### EXERCISE:
In the material below, which lines hold the word "maintain"? Pick each one out.

[RECORD SET Boundary: Start]

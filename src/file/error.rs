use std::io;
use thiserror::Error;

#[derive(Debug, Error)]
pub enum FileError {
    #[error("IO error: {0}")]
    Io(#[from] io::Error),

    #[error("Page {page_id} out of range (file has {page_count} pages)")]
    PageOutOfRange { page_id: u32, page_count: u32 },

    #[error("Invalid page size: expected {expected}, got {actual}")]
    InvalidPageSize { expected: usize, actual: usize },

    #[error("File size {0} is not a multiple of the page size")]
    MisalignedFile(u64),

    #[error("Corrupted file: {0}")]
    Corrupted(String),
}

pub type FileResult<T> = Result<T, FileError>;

[RECORD SET Boundary: End]
[RECORD SET Boundary: Start]

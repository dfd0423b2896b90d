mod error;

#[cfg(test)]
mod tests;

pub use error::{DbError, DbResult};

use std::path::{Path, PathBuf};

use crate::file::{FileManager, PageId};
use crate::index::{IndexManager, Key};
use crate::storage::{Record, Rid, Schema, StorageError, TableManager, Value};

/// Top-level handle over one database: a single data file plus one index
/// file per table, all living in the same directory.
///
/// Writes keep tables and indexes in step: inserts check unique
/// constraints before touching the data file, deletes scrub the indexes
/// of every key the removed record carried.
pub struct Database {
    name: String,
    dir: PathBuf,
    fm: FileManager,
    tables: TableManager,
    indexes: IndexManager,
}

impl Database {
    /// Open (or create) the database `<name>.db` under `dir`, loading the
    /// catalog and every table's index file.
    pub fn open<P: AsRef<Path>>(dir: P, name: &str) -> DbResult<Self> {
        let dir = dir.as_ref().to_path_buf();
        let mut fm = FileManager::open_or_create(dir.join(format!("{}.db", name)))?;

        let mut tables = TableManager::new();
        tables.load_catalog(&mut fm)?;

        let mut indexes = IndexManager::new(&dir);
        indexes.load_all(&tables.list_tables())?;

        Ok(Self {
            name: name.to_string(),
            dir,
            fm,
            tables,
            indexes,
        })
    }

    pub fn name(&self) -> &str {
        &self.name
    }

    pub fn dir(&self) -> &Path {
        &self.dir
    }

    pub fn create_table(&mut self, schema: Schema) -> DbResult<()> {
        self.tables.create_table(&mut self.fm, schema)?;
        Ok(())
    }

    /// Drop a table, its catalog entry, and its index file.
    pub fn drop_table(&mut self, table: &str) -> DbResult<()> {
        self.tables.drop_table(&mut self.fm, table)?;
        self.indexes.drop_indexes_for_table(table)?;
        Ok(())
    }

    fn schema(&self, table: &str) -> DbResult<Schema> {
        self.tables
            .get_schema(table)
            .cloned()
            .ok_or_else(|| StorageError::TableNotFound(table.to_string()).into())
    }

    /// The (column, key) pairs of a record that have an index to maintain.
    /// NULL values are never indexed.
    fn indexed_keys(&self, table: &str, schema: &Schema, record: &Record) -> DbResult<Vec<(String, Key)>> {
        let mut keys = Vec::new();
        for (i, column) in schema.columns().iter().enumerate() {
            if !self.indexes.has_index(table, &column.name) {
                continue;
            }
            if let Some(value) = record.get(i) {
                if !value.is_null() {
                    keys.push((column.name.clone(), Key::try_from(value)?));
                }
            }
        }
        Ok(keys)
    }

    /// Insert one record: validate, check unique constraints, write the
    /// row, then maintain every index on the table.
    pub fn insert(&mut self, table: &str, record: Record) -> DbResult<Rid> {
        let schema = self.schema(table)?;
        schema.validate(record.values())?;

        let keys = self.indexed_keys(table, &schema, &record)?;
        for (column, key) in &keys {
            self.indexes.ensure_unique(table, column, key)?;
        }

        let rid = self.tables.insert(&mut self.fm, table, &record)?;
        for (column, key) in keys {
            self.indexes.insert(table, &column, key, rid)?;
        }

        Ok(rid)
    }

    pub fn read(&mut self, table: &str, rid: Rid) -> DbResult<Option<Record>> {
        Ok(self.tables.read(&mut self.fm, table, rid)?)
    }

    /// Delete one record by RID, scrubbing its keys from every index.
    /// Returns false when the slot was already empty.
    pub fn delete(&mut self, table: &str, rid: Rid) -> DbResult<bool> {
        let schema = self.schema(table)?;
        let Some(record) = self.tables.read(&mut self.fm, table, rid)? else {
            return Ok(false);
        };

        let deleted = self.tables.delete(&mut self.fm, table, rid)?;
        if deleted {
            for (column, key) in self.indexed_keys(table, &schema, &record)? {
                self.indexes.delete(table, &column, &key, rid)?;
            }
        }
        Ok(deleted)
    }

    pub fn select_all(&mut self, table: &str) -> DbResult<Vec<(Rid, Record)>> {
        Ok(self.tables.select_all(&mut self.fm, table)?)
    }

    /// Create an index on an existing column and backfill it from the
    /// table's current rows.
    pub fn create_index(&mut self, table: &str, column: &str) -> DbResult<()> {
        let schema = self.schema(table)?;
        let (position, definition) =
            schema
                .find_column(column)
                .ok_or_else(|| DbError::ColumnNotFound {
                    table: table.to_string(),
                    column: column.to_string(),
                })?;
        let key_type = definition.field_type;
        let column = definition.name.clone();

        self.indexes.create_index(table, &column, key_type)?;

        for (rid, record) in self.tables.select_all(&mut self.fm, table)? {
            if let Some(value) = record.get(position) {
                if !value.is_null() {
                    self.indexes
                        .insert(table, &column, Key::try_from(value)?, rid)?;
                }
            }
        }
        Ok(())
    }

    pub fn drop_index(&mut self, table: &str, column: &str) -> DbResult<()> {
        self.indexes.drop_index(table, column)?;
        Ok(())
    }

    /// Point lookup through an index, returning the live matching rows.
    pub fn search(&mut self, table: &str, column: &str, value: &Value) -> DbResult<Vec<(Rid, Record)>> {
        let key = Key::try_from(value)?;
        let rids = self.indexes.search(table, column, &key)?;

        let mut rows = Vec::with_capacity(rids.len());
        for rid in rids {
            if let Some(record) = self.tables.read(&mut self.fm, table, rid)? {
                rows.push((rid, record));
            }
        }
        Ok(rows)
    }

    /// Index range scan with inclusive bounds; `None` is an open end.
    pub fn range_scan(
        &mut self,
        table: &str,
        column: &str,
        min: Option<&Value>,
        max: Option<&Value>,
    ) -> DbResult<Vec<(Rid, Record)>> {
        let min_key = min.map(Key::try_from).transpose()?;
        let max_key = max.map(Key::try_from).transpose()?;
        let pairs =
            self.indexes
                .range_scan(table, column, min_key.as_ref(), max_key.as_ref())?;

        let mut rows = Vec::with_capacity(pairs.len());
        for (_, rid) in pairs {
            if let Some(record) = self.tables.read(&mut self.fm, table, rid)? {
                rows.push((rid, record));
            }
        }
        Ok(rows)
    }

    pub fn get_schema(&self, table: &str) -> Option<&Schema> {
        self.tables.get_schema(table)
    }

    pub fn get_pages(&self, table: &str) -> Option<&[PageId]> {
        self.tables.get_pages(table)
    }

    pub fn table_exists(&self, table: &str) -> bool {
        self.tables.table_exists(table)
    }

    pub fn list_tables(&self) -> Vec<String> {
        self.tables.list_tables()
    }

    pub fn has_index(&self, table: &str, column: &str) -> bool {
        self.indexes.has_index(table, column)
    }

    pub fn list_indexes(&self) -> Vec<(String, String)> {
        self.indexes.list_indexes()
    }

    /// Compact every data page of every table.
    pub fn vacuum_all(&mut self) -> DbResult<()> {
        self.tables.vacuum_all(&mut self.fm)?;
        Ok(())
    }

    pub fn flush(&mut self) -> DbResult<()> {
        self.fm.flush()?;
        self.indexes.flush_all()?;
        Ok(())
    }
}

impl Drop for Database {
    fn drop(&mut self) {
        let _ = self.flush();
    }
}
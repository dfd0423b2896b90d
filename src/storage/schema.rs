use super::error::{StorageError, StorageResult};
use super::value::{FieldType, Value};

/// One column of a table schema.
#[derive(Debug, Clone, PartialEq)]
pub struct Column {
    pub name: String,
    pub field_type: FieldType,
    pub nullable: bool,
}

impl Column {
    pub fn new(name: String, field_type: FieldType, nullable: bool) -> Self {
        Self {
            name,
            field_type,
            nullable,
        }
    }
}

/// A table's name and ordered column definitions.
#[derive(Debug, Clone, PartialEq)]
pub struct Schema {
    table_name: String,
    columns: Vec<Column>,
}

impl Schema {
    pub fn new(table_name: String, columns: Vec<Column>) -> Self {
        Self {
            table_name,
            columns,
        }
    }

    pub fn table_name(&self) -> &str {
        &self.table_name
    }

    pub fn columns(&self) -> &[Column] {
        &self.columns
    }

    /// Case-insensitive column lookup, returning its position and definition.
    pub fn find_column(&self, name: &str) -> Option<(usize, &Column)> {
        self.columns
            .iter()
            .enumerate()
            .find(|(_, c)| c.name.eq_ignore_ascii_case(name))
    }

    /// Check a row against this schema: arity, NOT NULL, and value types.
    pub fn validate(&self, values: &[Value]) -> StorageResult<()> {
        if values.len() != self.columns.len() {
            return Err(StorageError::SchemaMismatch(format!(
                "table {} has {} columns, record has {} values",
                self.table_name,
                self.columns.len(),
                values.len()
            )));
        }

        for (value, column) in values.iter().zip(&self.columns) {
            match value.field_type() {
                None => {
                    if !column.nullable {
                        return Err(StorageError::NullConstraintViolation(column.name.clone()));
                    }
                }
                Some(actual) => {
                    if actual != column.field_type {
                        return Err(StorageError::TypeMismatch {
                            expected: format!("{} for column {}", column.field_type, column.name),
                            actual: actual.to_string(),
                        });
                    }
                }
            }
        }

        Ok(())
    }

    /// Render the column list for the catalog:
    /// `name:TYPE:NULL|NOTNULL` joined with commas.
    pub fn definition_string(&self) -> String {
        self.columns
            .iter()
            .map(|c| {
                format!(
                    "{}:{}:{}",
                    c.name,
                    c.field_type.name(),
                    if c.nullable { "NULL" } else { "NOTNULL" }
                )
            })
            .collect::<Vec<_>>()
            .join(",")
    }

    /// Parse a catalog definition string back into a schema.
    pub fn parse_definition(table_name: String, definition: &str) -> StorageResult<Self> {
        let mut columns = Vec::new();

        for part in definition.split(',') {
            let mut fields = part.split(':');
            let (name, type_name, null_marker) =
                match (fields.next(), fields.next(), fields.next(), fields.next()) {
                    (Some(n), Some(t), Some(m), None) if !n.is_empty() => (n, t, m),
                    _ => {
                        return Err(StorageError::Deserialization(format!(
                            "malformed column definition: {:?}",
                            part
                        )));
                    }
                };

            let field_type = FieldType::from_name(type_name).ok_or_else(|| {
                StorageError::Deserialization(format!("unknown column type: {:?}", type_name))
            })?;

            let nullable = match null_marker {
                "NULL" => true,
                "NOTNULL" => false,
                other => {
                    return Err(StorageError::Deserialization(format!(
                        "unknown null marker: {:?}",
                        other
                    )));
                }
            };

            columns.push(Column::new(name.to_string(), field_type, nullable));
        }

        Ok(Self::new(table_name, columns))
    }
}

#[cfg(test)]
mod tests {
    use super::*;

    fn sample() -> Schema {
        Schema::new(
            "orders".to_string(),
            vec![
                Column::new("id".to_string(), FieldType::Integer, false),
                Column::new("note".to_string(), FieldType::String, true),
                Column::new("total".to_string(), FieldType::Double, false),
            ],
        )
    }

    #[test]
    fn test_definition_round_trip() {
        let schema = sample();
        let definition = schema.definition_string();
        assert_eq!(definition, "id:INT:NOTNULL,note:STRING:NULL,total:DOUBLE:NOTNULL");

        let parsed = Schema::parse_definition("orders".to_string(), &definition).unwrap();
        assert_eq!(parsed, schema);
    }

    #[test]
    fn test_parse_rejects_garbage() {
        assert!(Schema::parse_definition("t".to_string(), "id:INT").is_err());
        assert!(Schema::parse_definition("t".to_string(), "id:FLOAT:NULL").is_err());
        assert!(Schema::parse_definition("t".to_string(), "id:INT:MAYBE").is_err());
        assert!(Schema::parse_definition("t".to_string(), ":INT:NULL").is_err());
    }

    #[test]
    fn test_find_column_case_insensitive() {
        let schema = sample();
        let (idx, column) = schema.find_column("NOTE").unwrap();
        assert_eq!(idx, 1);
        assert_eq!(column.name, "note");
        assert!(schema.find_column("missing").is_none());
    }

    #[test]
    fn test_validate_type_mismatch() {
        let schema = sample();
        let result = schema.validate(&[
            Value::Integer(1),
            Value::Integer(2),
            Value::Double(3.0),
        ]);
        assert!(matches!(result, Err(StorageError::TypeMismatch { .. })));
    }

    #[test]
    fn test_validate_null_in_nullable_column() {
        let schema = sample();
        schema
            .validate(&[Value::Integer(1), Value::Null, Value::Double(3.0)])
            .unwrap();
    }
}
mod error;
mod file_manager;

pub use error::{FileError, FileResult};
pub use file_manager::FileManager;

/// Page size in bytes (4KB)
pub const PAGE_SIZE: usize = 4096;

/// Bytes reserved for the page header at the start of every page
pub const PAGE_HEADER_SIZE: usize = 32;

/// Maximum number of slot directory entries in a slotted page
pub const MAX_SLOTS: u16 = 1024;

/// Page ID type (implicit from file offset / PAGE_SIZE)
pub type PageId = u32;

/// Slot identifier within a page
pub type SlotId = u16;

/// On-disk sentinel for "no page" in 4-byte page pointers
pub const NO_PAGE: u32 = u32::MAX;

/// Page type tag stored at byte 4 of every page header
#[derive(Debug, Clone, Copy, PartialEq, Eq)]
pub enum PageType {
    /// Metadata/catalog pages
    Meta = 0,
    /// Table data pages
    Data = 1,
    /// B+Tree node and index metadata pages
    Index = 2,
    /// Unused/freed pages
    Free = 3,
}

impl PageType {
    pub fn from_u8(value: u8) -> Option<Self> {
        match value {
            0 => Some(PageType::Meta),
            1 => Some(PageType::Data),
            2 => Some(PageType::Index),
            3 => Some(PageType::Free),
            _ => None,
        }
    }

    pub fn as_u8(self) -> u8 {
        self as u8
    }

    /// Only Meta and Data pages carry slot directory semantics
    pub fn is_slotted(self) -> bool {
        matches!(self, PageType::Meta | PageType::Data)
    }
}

[RECORD SET Boundary: End]
[RECORD SET Boundary: Start]

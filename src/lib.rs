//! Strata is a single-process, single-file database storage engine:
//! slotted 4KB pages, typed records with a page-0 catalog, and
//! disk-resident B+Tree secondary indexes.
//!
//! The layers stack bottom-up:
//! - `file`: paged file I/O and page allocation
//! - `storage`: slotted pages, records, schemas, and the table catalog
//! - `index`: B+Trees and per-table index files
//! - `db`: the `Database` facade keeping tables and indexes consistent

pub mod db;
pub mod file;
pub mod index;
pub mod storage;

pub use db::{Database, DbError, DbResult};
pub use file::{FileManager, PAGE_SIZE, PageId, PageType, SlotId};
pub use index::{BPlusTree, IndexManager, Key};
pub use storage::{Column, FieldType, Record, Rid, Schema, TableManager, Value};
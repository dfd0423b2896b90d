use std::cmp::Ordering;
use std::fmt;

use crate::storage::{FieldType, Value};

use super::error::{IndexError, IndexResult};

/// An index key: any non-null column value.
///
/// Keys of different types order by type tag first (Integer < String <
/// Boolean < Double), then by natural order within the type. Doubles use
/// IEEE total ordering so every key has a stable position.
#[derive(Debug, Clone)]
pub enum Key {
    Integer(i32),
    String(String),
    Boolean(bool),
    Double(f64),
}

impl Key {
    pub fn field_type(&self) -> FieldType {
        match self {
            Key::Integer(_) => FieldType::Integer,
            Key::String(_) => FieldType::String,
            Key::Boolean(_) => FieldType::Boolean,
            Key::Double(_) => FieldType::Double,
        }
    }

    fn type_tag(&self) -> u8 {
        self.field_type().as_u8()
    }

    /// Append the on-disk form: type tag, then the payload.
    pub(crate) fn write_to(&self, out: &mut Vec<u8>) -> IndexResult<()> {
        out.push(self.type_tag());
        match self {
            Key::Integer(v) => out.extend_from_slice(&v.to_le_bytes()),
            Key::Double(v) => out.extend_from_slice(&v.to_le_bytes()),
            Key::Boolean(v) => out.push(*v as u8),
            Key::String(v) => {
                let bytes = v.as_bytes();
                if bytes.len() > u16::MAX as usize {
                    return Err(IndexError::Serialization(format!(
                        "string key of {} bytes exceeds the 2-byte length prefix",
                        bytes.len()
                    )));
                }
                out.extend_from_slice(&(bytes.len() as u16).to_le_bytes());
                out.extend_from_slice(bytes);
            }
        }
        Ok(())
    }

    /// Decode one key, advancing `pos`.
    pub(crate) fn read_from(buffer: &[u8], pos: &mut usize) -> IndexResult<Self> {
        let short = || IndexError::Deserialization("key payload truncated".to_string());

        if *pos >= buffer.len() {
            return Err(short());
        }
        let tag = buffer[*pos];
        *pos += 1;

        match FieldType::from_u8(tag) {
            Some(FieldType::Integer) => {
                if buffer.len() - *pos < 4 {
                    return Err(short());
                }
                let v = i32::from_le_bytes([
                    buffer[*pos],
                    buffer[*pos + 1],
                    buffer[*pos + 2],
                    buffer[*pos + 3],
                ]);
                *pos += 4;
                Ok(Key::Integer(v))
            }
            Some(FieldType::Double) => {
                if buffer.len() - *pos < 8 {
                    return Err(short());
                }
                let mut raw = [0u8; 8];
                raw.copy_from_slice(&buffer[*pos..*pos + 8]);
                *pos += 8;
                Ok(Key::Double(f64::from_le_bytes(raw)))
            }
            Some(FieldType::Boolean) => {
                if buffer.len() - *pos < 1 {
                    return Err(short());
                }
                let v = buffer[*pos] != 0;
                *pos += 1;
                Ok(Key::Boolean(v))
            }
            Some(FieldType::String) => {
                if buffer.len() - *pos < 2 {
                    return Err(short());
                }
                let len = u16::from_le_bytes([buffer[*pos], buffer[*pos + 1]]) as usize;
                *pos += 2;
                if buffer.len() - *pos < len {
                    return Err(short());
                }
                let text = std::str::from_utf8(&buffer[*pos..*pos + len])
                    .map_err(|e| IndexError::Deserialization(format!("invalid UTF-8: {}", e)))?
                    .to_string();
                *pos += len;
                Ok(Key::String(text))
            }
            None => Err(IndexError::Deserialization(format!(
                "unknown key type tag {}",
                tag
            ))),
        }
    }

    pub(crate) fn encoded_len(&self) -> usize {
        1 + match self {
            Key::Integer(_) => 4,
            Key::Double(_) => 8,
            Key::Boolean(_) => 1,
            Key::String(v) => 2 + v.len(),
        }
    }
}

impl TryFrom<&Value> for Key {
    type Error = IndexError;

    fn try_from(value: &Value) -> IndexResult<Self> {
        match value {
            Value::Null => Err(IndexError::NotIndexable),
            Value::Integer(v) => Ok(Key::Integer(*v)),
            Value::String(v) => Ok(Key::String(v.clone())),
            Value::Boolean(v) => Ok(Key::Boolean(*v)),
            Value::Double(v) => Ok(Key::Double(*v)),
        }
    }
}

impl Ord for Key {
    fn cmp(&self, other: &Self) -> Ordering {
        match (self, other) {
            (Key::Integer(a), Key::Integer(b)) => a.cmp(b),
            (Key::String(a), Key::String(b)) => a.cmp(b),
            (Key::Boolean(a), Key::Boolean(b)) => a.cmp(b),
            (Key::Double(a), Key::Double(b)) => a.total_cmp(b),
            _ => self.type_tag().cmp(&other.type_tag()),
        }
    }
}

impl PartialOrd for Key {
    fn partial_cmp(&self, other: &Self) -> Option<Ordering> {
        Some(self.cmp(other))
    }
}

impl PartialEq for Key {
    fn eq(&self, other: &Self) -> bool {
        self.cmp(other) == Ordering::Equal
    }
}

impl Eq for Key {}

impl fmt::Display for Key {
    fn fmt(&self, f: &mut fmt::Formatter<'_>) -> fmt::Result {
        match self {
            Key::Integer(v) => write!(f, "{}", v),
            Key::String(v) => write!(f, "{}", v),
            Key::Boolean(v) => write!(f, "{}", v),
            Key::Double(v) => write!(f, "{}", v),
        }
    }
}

[RECORD SET Boundary: End]

### ANSWER FOR THE TASK:
    /// The (column, key) pairs of a record that have an index to maintain.
    /// row, then maintain every index on the table.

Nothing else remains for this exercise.